Work request => Whenever the word "FsLoader" turns up in a line of the data below, copy that line.
*** Block opens ***
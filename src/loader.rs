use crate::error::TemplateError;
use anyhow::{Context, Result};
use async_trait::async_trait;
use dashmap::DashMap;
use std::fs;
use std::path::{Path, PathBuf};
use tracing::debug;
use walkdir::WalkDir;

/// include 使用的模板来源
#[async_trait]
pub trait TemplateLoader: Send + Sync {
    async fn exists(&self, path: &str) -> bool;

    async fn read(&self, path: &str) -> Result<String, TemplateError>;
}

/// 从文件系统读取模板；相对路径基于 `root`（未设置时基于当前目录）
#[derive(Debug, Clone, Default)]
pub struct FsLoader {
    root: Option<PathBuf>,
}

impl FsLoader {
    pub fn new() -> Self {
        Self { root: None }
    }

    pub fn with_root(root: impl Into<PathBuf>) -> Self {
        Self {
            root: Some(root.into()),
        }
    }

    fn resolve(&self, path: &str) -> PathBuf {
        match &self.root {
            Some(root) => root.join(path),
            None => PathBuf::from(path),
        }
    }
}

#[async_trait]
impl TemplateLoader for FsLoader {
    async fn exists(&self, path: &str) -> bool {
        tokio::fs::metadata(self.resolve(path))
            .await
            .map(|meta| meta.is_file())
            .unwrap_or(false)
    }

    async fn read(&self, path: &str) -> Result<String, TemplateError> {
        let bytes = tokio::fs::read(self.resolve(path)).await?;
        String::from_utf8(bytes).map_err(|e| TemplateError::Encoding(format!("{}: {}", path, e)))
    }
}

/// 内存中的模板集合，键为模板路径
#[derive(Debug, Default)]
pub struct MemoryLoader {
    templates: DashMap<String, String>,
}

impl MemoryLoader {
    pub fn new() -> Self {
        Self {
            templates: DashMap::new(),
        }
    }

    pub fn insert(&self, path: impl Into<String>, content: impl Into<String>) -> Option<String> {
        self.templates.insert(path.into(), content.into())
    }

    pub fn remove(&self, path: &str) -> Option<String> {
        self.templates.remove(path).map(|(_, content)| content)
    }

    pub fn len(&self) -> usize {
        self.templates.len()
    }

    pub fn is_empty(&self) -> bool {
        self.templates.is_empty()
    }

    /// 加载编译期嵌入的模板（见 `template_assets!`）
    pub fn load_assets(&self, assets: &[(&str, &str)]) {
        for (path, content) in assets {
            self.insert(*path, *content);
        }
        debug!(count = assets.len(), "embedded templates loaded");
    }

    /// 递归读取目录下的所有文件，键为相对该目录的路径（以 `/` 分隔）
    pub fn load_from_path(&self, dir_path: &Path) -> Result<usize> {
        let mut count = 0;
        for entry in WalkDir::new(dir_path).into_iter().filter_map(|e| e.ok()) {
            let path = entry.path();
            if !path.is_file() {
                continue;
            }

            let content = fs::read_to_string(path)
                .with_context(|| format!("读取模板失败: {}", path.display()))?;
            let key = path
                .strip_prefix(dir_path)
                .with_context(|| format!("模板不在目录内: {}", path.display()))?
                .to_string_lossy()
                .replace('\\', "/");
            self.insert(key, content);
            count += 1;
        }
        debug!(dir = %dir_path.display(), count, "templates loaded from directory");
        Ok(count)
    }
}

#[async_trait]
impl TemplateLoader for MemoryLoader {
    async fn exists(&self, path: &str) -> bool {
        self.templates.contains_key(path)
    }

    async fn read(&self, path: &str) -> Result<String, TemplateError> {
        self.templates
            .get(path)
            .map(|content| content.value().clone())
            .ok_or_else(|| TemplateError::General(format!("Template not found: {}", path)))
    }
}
*** Block closes ***
Response =>
pub struct FsLoader {
impl FsLoader {
impl TemplateLoader for FsLoader {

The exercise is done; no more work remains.